**EXERCISE DETAILS**: Every line that contains the word "ProtocolError" should be copied from the records below.

[Data excerpts]
○ ○ ○ ○ ○
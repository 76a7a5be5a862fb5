//! Private chat messages.

use chrono::{DateTime, Utc};
use serde::{Deserialize, Serialize};

use crate::types::UserId;

/// A private chat message between two users.
///
/// `content` is ciphertext on the wire; the messaging client decrypts it
/// with its configured cipher before handing the message out.
#[derive(Debug, Clone, PartialEq, Eq, Serialize, Deserialize)]
pub struct ChatMessage {
    /// Server-assigned identifier, absent for messages not yet stored.
    #[serde(default, skip_serializing_if = "Option::is_none")]
    pub id: Option<i64>,
    /// Message body.
    pub content: String,
    /// Sender.
    pub from_user_id: UserId,
    /// Recipient.
    pub to_user_id: UserId,
    /// Whether the recipient has read the message.
    #[serde(default)]
    pub read: bool,
    /// Creation time.
    #[serde(default = "Utc::now")]
    pub created_at: DateTime<Utc>,
}

impl ChatMessage {
    /// Creates an unsent message stamped with the current time.
    #[must_use]
    pub fn new(from: UserId, to: UserId, content: impl Into<String>) -> Self {
        Self {
            id: None,
            content: content.into(),
            from_user_id: from,
            to_user_id: to,
            read: false,
            created_at: Utc::now(),
        }
    }
}

#[cfg(test)]
mod tests {
    use super::*;
    use serde_json::json;

    #[test]
    fn test_new_message_is_unread() {
        let msg = ChatMessage::new(UserId::new(1), UserId::new(2), "hi");
        assert!(!msg.read);
        assert!(msg.id.is_none());
        assert_eq!(msg.content, "hi");
    }

    #[test]
    fn test_deserialize_with_defaults() {
        let msg: ChatMessage = serde_json::from_value(json!({
            "id": 10,
            "content": "hello",
            "from_user_id": 3,
            "to_user_id": 4,
            "created_at": "2024-05-01T10:00:00Z"
        }))
        .unwrap();
        assert_eq!(msg.id, Some(10));
        assert_eq!(msg.from_user_id, UserId::new(3));
        assert!(!msg.read);
    }
}
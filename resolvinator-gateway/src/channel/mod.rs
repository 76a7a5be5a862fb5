//! Phoenix channel client.
//!
//! Inbound text flows validator → router → topic handler → emitter. The
//! connection state machine owns the transport and the registry and replays
//! the registry whenever a connection opens.
//!
//! - [`ChannelClient`] - public handle; forwards every call to the client task
//! - [`ChannelRegistry`] - durable subscription state and join refs
//! - [`FrameValidator`] - rate window, required fields and payload ceiling
//! - [`MessageRouter`] - dispatch by topic to a [`TopicHandler`]
//! - [`EventEmitter`] / [`EventStream`] - fan-out to consumers

mod client;
mod config;
mod emitter;
mod frame;
mod handlers;
mod machine;
mod registry;
mod router;
mod sanitize;
mod scheduler;
mod validator;

pub use client::{ChannelClient, ChannelClientBuilder};
pub use config::{ChannelConfig, ChannelConfigBuilder};
pub use emitter::{EventEmitter, EventSource, EventStream};
pub use frame::{InboundFrame, OutboundFrame, PHX_ERROR, PHX_JOIN, PHX_LEAVE, PHX_REPLY};
pub use handlers::{
    BroadcastHandler, ProjectHandler, ResourceHandler, SystemHandler, TopicHandler, UserHandler,
};
pub use registry::{ChannelRegistry, SubscriptionSnapshot};
pub use router::MessageRouter;
pub use sanitize::{escape_field, escape_markup};
pub use scheduler::{IntervalScheduler, ReconnectScheduler};
pub use validator::{FrameValidator, RateWindow};
//! Settings file of the command-line client.

use resolvinator_core::config::{ConfigLoader, Configurable, EnvOverride, Validatable};
use resolvinator_core::error::ConfigError;
use std::path::Path;
use resolvinator_gateway::channel::ChannelConfig;
use resolvinator_telemetry::logging::LogConfig;
use serde::{Deserialize, Serialize};

/// Prefix of every environment override.
pub const ENV_PREFIX: &str = "RESOLVINATOR";

/// Channel and logging settings, loadable from YAML, TOML or JSON.
///
/// ```yaml
/// channel:
///   base_url: api.example.com
///   token: t0k3n
/// logging:
///   level: debug
///   format: pretty
/// ```
#[derive(Debug, Clone, Default, PartialEq, Eq, Serialize, Deserialize)]
pub struct Settings {
    /// Channel client configuration.
    #[serde(default)]
    pub channel: ChannelConfig,

    /// Logging configuration.
    #[serde(default)]
    pub logging: LogConfig,
}

impl Settings {
    /// Loads settings from `path`, or starts from defaults when no file is
    /// given. Environment overrides apply either way.
    ///
    /// Validation is left to the caller so command-line flags can fill in
    /// missing fields first.
    pub fn load(path: Option<&Path>) -> Result<Self, ConfigError> {
        match path {
            Some(path) => ConfigLoader::new()
                .with_env_prefix(ENV_PREFIX)
                .with_validation(false)
                .load_file(path),
            None => {
                let mut settings = Self::default();
                settings.apply_env_overrides(ENV_PREFIX);
                Ok(settings)
            }
        }
    }

    /// Applies `--base-url` and `--token` on top of the loaded values.
    pub fn override_connection(&mut self, base_url: Option<String>, token: Option<String>) {
        if let Some(url) = base_url {
            self.channel.base_url = url;
        }
        if let Some(token) = token {
            self.channel.token = token;
        }
    }
}

impl Validatable for Settings {
    fn validate(&self) -> Result<(), ConfigError> {
        self.channel.validate()
    }
}

impl Configurable for Settings {
    fn apply_env_overrides(&mut self, prefix: &str) {
        self.channel.apply_env_overrides(prefix);
        EnvOverride::apply_string(&format!("{prefix}_LOG_LEVEL"), &mut self.logging.level);
    }

    fn env_var_names(prefix: &str) -> Vec<String> {
        let mut names = ChannelConfig::env_var_names(prefix);
        names.push(format!("{prefix}_LOG_LEVEL"));
        names
    }
}
//! # Resolvinator Telemetry
//!
//! Logging for the Resolvinator channel client.
//!
//! This crate provides:
//! - Structured logging with JSON and pretty formats
//! - Stdout and rolling-file outputs
//! - Masking of tokens and secrets in every written log line

#![warn(missing_docs)]
#![warn(clippy::all)]
#![warn(clippy::pedantic)]
#![allow(clippy::missing_errors_doc)]
#![allow(clippy::missing_panics_doc)]
#![allow(clippy::module_name_repetitions)]

/// Logging configuration and initialization
pub mod logging;

/// Sensitive data masking
pub mod masking;

/// Prelude for convenient imports
pub mod prelude {
    pub use crate::logging::{LogConfig, LogFormat, LogOutput, LoggingError, init_logging};
    pub use crate::masking::SensitiveDataMasker;
}
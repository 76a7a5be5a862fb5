//! Private chat over the user's own channel.

use resolvinator_core::error::{ProtocolError, ResolvinatorError};
use resolvinator_core::events::{ChatMessage, DomainEvent};
use resolvinator_core::traits::MessageCipher;
use resolvinator_core::types::{ChannelTopic, UserId};
use serde_json::{Value, json};
use std::sync::Arc;
use tracing::debug;

use crate::channel::{ChannelClient, escape_markup};

/// Event carrying a chat message in both directions.
pub const NEW_MESSAGE: &str = "new_message";

/// Sends and decodes end-to-end encrypted chat messages.
///
/// Outgoing messages go to `user:<self>` and name their recipient in the
/// payload; the server relays them to the recipient's channel.
#[derive(Clone)]
pub struct MessagingClient {
    channel: ChannelClient,
    user_id: UserId,
    cipher: Arc<dyn MessageCipher>,
}

impl MessagingClient {
    /// Creates a messaging client for `user_id` on top of `channel`.
    #[must_use]
    pub fn new(channel: ChannelClient, user_id: UserId, cipher: Arc<dyn MessageCipher>) -> Self {
        Self {
            channel,
            user_id,
            cipher,
        }
    }

    /// The underlying channel client.
    #[must_use]
    pub fn channel(&self) -> &ChannelClient {
        &self.channel
    }

    /// The user's own topic.
    #[must_use]
    pub fn topic(&self) -> ChannelTopic {
        ChannelTopic::user(self.user_id)
    }

    /// Joins the user's own topic.
    pub async fn join_user_channel(&self) -> Result<(), ResolvinatorError> {
        self.channel
            .join(self.topic(), Value::Object(serde_json::Map::new()))
            .await?;
        Ok(())
    }

    /// Encrypts `content` for `recipient` and sends it.
    ///
    /// Returns the frame's ref, or `None` if the client is not connected.
    ///
    /// # Errors
    ///
    /// Returns a protocol error if encryption fails and a network error if
    /// the client task has stopped.
    pub async fn send_message(
        &self,
        recipient: UserId,
        content: &str,
    ) -> Result<Option<String>, ResolvinatorError> {
        let sealed = self.cipher.encrypt(content, recipient)?;
        let payload = json!({
            "recipient_id": recipient,
            "content": sealed,
            "encrypted": true,
        });
        debug!(recipient = %recipient, "Sending chat message");
        Ok(self.channel.send(self.topic(), NEW_MESSAGE, payload).await?)
    }

    /// Converts a [`DomainEvent::Message`] into a decrypted [`ChatMessage`].
    ///
    /// Returns `Ok(None)` for any other event.
    ///
    /// # Errors
    ///
    /// Returns `ProtocolError::InvalidField` if the payload is not a chat
    /// message and `ProtocolError::Cipher` if decryption fails.
    pub fn decode(&self, event: &DomainEvent) -> Result<Option<ChatMessage>, ProtocolError> {
        let DomainEvent::Message { payload } = event else {
            return Ok(None);
        };

        let mut fields = payload.clone();
        if let Value::Object(map) = &mut fields
            && !map.contains_key("to_user_id")
        {
            let to = map
                .get("recipient_id")
                .cloned()
                .unwrap_or_else(|| json!(self.user_id));
            map.insert("to_user_id".to_string(), to);
        }
        let mut message: ChatMessage = serde_json::from_value(fields)
            .map_err(|e| ProtocolError::invalid_field("message", e.to_string()))?;

        let encrypted = payload.get("encrypted").and_then(Value::as_bool).unwrap_or(false);
        if encrypted {
            let peer = if message.from_user_id == self.user_id {
                message.to_user_id
            } else {
                message.from_user_id
            };
            // Plaintext only exists after decryption, so it is escaped here.
            message.content = escape_markup(&self.cipher.decrypt(&message.content, peer)?);
        }
        Ok(Some(message))
    }
}

impl std::fmt::Debug for MessagingClient {
    fn fmt(&self, f: &mut std::fmt::Formatter<'_>) -> std::fmt::Result {
        f.debug_struct("MessagingClient")
            .field("user_id", &self.user_id)
            .finish_non_exhaustive()
    }
}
○ ○ ○ ○ ○
**OUTPUT BELOW**:
use resolvinator_core::error::{ProtocolError, ResolvinatorError};
    /// Returns `ProtocolError::InvalidField` if the payload is not a chat
    /// message and `ProtocolError::Cipher` if decryption fails.
    pub fn decode(&self, event: &DomainEvent) -> Result<Option<ChatMessage>, ProtocolError> {
            .map_err(|e| ProtocolError::invalid_field("message", e.to_string()))?;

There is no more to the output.